今日は災難だったが、首トン練習要員みっけられたじゃん!ってプラス思考に切り替えた。


最後の人は気でも狂ったのか、勝手に気絶しちゃったけど。


静けさが戻った路地裏。


残った一人の少女が、腰を抜かしたのか、地べたに座っていた。あと、何故か手が首筋に当てられていた。

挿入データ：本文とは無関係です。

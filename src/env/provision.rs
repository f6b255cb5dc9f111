//! Environment provisioner: idempotent creation of the install root.

use std::fs;
use std::io::Write;
use std::path::Path;

use anyhow::{Context, Result};
use owo_colors::OwoColorize;

use super::EnvDescriptor;

/// Engine components compiled into the entry point, recorded in the
/// manifest snapshot for inspection only.
const EMBEDDED_COMPONENTS: &[(&str, &str)] = &[
    ("polars", "sql engine + dataframe"),
    ("plotters", "chart rendering"),
];

/// Ensure the private environment exists and is fully populated.
///
/// Reuses an existing root, stages (or refreshes) the entry-point binary
/// from the currently running executable and rewrites the manifest
/// snapshot. Any failed step aborts the whole operation; a partial
/// environment is never reported as usable, but retrying from scratch is
/// safe. Returns whether the root was freshly created.
///
/// `verbose` routes progress to stdout with next-step hints (initialize
/// mode); otherwise progress goes to stderr (bootstrap path).
pub fn ensure_provisioned(env: &EnvDescriptor, verbose: bool) -> Result<bool> {
    let emit = |message: String| {
        if verbose {
            println!("{}", message);
        } else {
            eprintln!("{}", message);
        }
    };

    let created = !env.exists();
    fs::create_dir_all(env.bin_dir())
        .with_context(|| format!("Failed to create environment at {}", env.root().display()))?;
    if created {
        emit(format!("Created private environment at {}", env.root().display().cyan()));
    } else {
        emit(format!("Using existing private environment at {}", env.root().display().cyan()));
    }

    stage_entry_point(env)?;
    write_manifest(env)?;

    if verbose {
        println!("Environment ready. Next steps:");
        println!("  • Run csvql <file.csv> --plot scatter --x X --y Y");
        println!("  • Use --help for full usage details");
    }
    Ok(created)
}

/// Copy the running executable into the environment, refreshing a stale
/// copy. This is the install/upgrade step of provisioning.
fn stage_entry_point(env: &EnvDescriptor) -> Result<()> {
    let source = std::env::current_exe().context("Cannot locate the running executable")?;
    let target = env.entry_point();

    // Re-provisioning from inside the environment: nothing to stage.
    if let (Ok(a), Ok(b)) = (source.canonicalize(), target.canonicalize()) {
        if a == b {
            return Ok(());
        }
    }

    if entry_point_stale(&source, &target) {
        fs::copy(&source, &target)
            .with_context(|| format!("Failed to install entry point at {}", target.display()))?;
        make_executable(&target)?;
    }
    Ok(())
}

fn entry_point_stale(source: &Path, target: &Path) -> bool {
    let (src, tgt) = match (fs::metadata(source), fs::metadata(target)) {
        (Ok(s), Ok(t)) => (s, t),
        _ => return true,
    };
    if src.len() != tgt.len() {
        return true;
    }
    match (src.modified(), tgt.modified()) {
        (Ok(s), Ok(t)) => s > t,
        _ => true,
    }
}

#[cfg(unix)]
fn make_executable(path: &Path) -> Result<()> {
    use std::os::unix::fs::PermissionsExt;
    let mut perms = fs::metadata(path)?.permissions();
    perms.set_mode(0o755);
    fs::set_permissions(path, perms)?;
    Ok(())
}

#[cfg(not(unix))]
fn make_executable(_path: &Path) -> Result<()> {
    Ok(())
}

/// Snapshot the resolved environment contents. Inspection only; the
/// manifest is never consulted for version pinning.
fn write_manifest(env: &EnvDescriptor) -> Result<()> {
    let path = env.manifest_path();
    let mut file = fs::File::create(&path)
        .with_context(|| format!("Failed to write manifest at {}", path.display()))?;
    writeln!(file, "csvql {}", env!("CARGO_PKG_VERSION"))?;
    writeln!(file, "entry-point: {}", env.entry_point().display())?;
    for (name, role) in EMBEDDED_COMPONENTS {
        writeln!(file, "{} (embedded, {})", name, role)?;
    }
    Ok(())
}
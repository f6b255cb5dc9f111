//! Composer + engine end to end over a real CSV file.

use std::io::Write;
use std::path::PathBuf;

use anyhow::Result;
use csvql::engine;
use csvql::query::{apply_success_filter, DEFAULT_QUERY};

fn write_shots_csv(dir: &std::path::Path) -> Result<PathBuf> {
    let path = dir.join("shots.csv");
    let mut file = std::fs::File::create(&path)?;
    writeln!(file, "x,y,made")?;
    writeln!(file, "1.0,2.0,true")?;
    writeln!(file, "-3.5,0.5,false")?;
    writeln!(file, "0.25,4.0,true")?;
    Ok(path)
}

#[test]
fn default_query_returns_every_row() -> Result<()> {
    let dir = tempfile::tempdir()?;
    let path = write_shots_csv(dir.path())?;

    let df = engine::run_query(&path, ",", DEFAULT_QUERY)?;
    assert_eq!(df.height(), 3);
    assert_eq!(df.get_column_names_str(), vec!["x", "y", "made"]);
    Ok(())
}

#[test]
fn success_filter_restricts_to_made_shots() -> Result<()> {
    let dir = tempfile::tempdir()?;
    let path = write_shots_csv(dir.path())?;

    let final_query = apply_success_filter(DEFAULT_QUERY, Some("made = true"));
    assert_eq!(final_query, "SELECT * FROM df WHERE made = true");

    let df = engine::run_query(&path, ",", &final_query)?;
    assert_eq!(df.height(), 2);
    Ok(())
}

#[test]
fn filter_composes_with_user_query_and_order_by() -> Result<()> {
    let dir = tempfile::tempdir()?;
    let path = write_shots_csv(dir.path())?;

    let base = "SELECT x, y FROM df WHERE x > -10 ORDER BY x";
    let final_query = apply_success_filter(base, Some("made = true"));
    let df = engine::run_query(&path, ",", &final_query)?;

    assert_eq!(df.height(), 2);
    let xs: Vec<f64> = df
        .column("x")?
        .as_materialized_series()
        .f64()?
        .into_no_null_iter()
        .collect();
    assert_eq!(xs, vec![0.25, 1.0]);
    Ok(())
}

#[test]
fn tab_separated_input_is_supported() -> Result<()> {
    let dir = tempfile::tempdir()?;
    let path = dir.path().join("shots.tsv");
    let mut file = std::fs::File::create(&path)?;
    writeln!(file, "x\ty")?;
    writeln!(file, "1\t2")?;
    writeln!(file, "3\t4")?;
    drop(file);

    let df = engine::run_query(&path, "\\t", "SELECT * FROM df")?;
    assert_eq!(df.height(), 2);
    assert_eq!(df.get_column_names_str(), vec!["x", "y"]);
    Ok(())
}

#[test]
fn missing_input_file_is_fatal_and_named() {
    let err = engine::run_query(
        std::path::Path::new("/no/such/file.csv"),
        ",",
        DEFAULT_QUERY,
    )
    .unwrap_err();
    assert!(err.to_string().contains("/no/such/file.csv"));
}
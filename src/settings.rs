//! Layered configuration resolution: flag > environment variable > default.
//!
//! Every behavioral knob is settable both ways; resolution happens once,
//! up front, producing one immutable value no component mutates later.

use std::path::PathBuf;

use anyhow::{anyhow, Result};
use clap::ValueEnum;

use crate::cli::Cli;
use crate::config::Config;
use crate::env::EnvDescriptor;
use crate::plot::PlotKind;
use crate::query::DEFAULT_QUERY;

/// Regulation cup diameter is 4.25 units across.
pub const DEFAULT_HOLE_RADIUS: f64 = 4.25 / 2.0;

#[derive(Debug, Clone)]
pub struct Settings {
    pub file: Option<PathBuf>,
    pub query: String,
    pub init: bool,
    pub plot: Option<PlotKind>,
    pub x: Option<String>,
    pub y: Option<String>,
    pub sep: String,
    pub limit: Option<usize>,
    pub save: Option<PathBuf>,
    pub title: Option<String>,
    pub success_filter: Option<String>,
    pub hole: bool,
    pub rings: bool,
    pub hole_x: f64,
    pub hole_y: f64,
    pub hole_r: f64,
    pub ring_radii: Option<String>,
    pub env_root: PathBuf,
}

impl Default for Settings {
    fn default() -> Self {
        Self {
            file: None,
            query: DEFAULT_QUERY.to_string(),
            init: false,
            plot: None,
            x: None,
            y: None,
            sep: ",".to_string(),
            limit: None,
            save: None,
            title: None,
            success_filter: None,
            hole: false,
            rings: false,
            hole_x: 0.0,
            hole_y: 0.0,
            hole_r: DEFAULT_HOLE_RADIUS,
            ring_radii: None,
            env_root: EnvDescriptor::default_root(),
        }
    }
}

impl Settings {
    pub fn resolve(cli: Cli, cfg: &Config) -> Result<Self> {
        let plot = match cli.plot {
            Some(kind) => Some(kind),
            None => cfg
                .get("CSVQL_PLOT")
                .map(|v| {
                    PlotKind::from_str(&v, true)
                        .map_err(|_| anyhow!("Invalid plot kind for CSVQL_PLOT: {}", v))
                })
                .transpose()?,
        };

        Ok(Self {
            file: cli.file,
            query: cli
                .sql_query
                .or_else(|| cfg.get("CSVQL_SQL"))
                .unwrap_or_else(|| DEFAULT_QUERY.to_string()),
            init: cli.init,
            plot,
            x: cli.x.or_else(|| cfg.get("CSVQL_X")),
            y: cli.y.or_else(|| cfg.get("CSVQL_Y")),
            sep: cli
                .sep
                .or_else(|| cfg.get("CSVQL_SEP"))
                .unwrap_or_else(|| ",".to_string()),
            limit: match cli.limit {
                Some(limit) => Some(limit),
                None => cfg.get_usize("CSVQL_LIMIT")?,
            },
            save: cli.save.or_else(|| cfg.get_path("CSVQL_SAVE")),
            title: cli.title.or_else(|| cfg.get("CSVQL_TITLE")),
            success_filter: cli
                .success_filter
                .or_else(|| cfg.get("CSVQL_SUCCESS_FILTER")),
            hole: resolve_switch(cli.hole, cli.no_hole, cfg.get_bool("CSVQL_HOLE")),
            rings: resolve_switch(cli.rings, cli.no_rings, cfg.get_bool("CSVQL_RINGS")),
            hole_x: cli.hole_x.or(cfg.get_f64("CSVQL_HOLE_X")?).unwrap_or(0.0),
            hole_y: cli.hole_y.or(cfg.get_f64("CSVQL_HOLE_Y")?).unwrap_or(0.0),
            hole_r: cli
                .hole_r
                .or(cfg.get_f64("CSVQL_HOLE_R")?)
                .unwrap_or(DEFAULT_HOLE_RADIUS),
            ring_radii: cli.ring_radii.or_else(|| cfg.get("CSVQL_RING_RADII")),
            env_root: cli
                .env_root
                .or_else(|| cfg.get_path("CSVQL_ENV_ROOT"))
                .unwrap_or_else(EnvDescriptor::default_root),
        })
    }
}

/// On/off flag pair over an environment default: explicit off wins, then
/// explicit on, then the environment.
fn resolve_switch(on: bool, off: bool, env_default: bool) -> bool {
    if off {
        false
    } else if on {
        true
    } else {
        env_default
    }
}

#[cfg(test)]
mod tests {
    use super::*;
    use clap::Parser;

    fn cli(args: &[&str]) -> Cli {
        Cli::try_parse_from(std::iter::once("csvql").chain(args.iter().copied())).unwrap()
    }

    #[test]
    fn flags_win_over_environment_values() {
        let cfg = Config::from_pairs(&[("CSVQL_SEP", ";"), ("CSVQL_TITLE", "env title")]);
        let s = Settings::resolve(cli(&["data.csv", "--sep", "|"]), &cfg).unwrap();
        assert_eq!(s.sep, "|");
        assert_eq!(s.title.as_deref(), Some("env title"));
    }

    #[test]
    fn builtin_defaults_apply_last() {
        let s = Settings::resolve(cli(&["data.csv"]), &Config::default()).unwrap();
        assert_eq!(s.query, DEFAULT_QUERY);
        assert_eq!(s.sep, ",");
        assert_eq!(s.hole_r, DEFAULT_HOLE_RADIUS);
        assert!(!s.hole);
        assert!(!s.rings);
        assert_eq!(s.limit, None);
    }

    #[test]
    fn no_hole_overrides_environment_enable() {
        let cfg = Config::from_pairs(&[("CSVQL_HOLE", "true")]);
        let s = Settings::resolve(cli(&["data.csv", "--no-hole"]), &cfg).unwrap();
        assert!(!s.hole);
        let s = Settings::resolve(cli(&["data.csv"]), &cfg).unwrap();
        assert!(s.hole);
    }

    #[test]
    fn plot_kind_from_environment_is_validated() {
        let cfg = Config::from_pairs(&[("CSVQL_PLOT", "scatter")]);
        let s = Settings::resolve(cli(&["data.csv"]), &cfg).unwrap();
        assert_eq!(s.plot, Some(PlotKind::Scatter));

        let cfg = Config::from_pairs(&[("CSVQL_PLOT", "pie")]);
        assert!(Settings::resolve(cli(&["data.csv"]), &cfg).is_err());
    }

    #[test]
    fn malformed_env_limit_is_fatal() {
        let cfg = Config::from_pairs(&[("CSVQL_LIMIT", "ten")]);
        assert!(Settings::resolve(cli(&["data.csv"]), &cfg).is_err());
    }

    #[test]
    fn init_mode_needs_no_file() {
        let parsed = Cli::try_parse_from(["csvql", "--init"]).unwrap();
        assert!(parsed.init);
        assert!(Cli::try_parse_from(["csvql"]).is_err());
    }
}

地面に手をついて、尻餅をつく彼女は、なんというか、見るのに困る。


顔を逸らしながらも、手を伸ばしてあげた。


少しの間はあったが、彼女の手が俺の手を握り、彼女は立ち上がった。


『、、あ、あの、、ありがとう。』


『、、どういたしまして?』


ありがとうと言われたら、どういたしましてと返す。お袋から言われた言葉だ。


『えーと、じゃあ。』


『あ、待って!』


早く帰りたかったので、別れを告げると彼女に制止させられる。


彼女は気狂いスタンガンくん(名前知らない)に近づいていき、何かを呟くとまた此方に戻って来る。


『あ、もう大丈夫です。』


何が大丈夫なのだろうか。


俺が歩き出すと彼女もまた俺の隣についてくる。千秋ちゃんかよ。


『あのっ、お名前はなんて言うんですか?』


『、、千宮 彰。』


『あ、私は胡桃沢 景って言います。』


それから彼女からは、連絡先や住所やら色々聞かれたので全部適当に答えておいた。


それから駅に着いて再び礼を言う彼女と別れ、遂に、俺は帰宅することができたのだった。






♦︎

手を差し伸べてくれた少年は、どこか見覚えのある顔だった。


そうだ。通り魔の時の、あの時の少年だ。


彼の手を取り、私は起き上がる。


自分でも情けないほどに体は震えていた。


何というか、助かったのは幸運に過ぎない。


一時の感情に左右されたとは言え、無警戒にもあり過ぎた。


もし彼が通りがからなかったら、そう思うと顔が青ざめるばかりだ。


それでも、幸運にも助かった。助けられた。


向こうの方で気絶する黒髪の少年を見る。


無防備な彼の顔は、純真無垢といった感じで、先程まで露わにしていた人を蔑むような感じは見られない。


私は彼に近づく。


私が初めて好きになった人、好きだった人。


彼の本心を知って、悔しくて泣いて、悲しくて泣いて、、


例え危険を犯したとしても、


最後に伝えたかった。


後ろの方で佇む少年に聞かれないほどの小声で。


『私は、あなたのことが、大っっ嫌いよ。』


私は眠る彼にそう言って、決別した。

主人公ガ思ッテタヨリ強クナッタヨ。物語ガ路線変更ドコロカ脱線シテイクヨ。組織ッテナンダロウネ?ラブコメッテ、ナンダッケ?果タシテ上手ク纏マルカナ?オ先真ッ暗デ、書キ進メルヨ!!